Poverty could be considered a childhood disease. It hurts the futures and the health of children. In fact, poverty can lead to a family struggling not only to keep a roof over their children’s heads, but it can also keep families from affording high quality groceries each week, or affording prescriptions. Indeed, poverty can lead to families buying cheap fast food for their children, instead of the fruits and vegetables that children need. These issues can lead to children having many types of medical issues, including malnutrition, and those children do not have access to proper healthcare. This can be found not only in the United States, but all across the globe. Briefly, this article will discuss how poverty can negatively impact the health of children and their futures, and why children’s health should be one of the key issues in the developing world.
One of the major issues of poverty is that often, those who are born into poverty will remain in poverty. This is due to a variety of reasons, but the main point to focus on is the environment the children are brought into. Part of the reason children born into poverty stay in poverty is the health of children, or rather, the unhealthiness of children in poverty. If children are sickly during the first few years of life, they are less likely to survive, and even if they do, they are more likely to continue being sick throughout their lives. The reason this occurs is due to the lack of funds of a family, so children do not have access to nutritional food or clean water. This is why poverty could be considered a disease – it certainly leads to health problems, at least.

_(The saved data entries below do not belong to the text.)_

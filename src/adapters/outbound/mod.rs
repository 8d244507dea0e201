/// Outbound adapters - concrete implementations of the driven ports
pub mod console;
pub mod filesystem;
pub mod formatters;
pub mod pacman;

At an annual meeting of the Pediatric Academic Societies, they called for pediatricians to address childhood poverty in a macro sense, as a national (and global) problem, rather than analyzing it on a case-by-case basis. Poverty in children causes those children to be less likely to achieve academic success, have a language deficit within the home, and higher dropout rates. Moreover, poorer homes are more likely to have health problems, which can range from obesity to diabetes to heart disease. Poverty also affects the health of children because it makes them more likely to turn to substance abuse, or have a mental illness. There are many other negative consequences of poverty for children, but they all lead to a cycle of continued poverty.
Children need to be the focus of global efforts to reduce poverty and other health issues. In developing countries, around 600 million children live in extreme poverty, or live on less than $1 each day. Plus, a person dies of starvation every 3.6 seconds. Most of the time, the person dying is a child that is under the age of 5. If these children dying of starvation, or other health issues, can be helped, then they would be less likely to remain in poverty, which would help reverse poverty rates in the next generation because they would be healthier. Therefore, the health of children should be a primary concern to the global population, not only because children are the future, but because poverty starts with children, and the best way to stop it is to start at the source.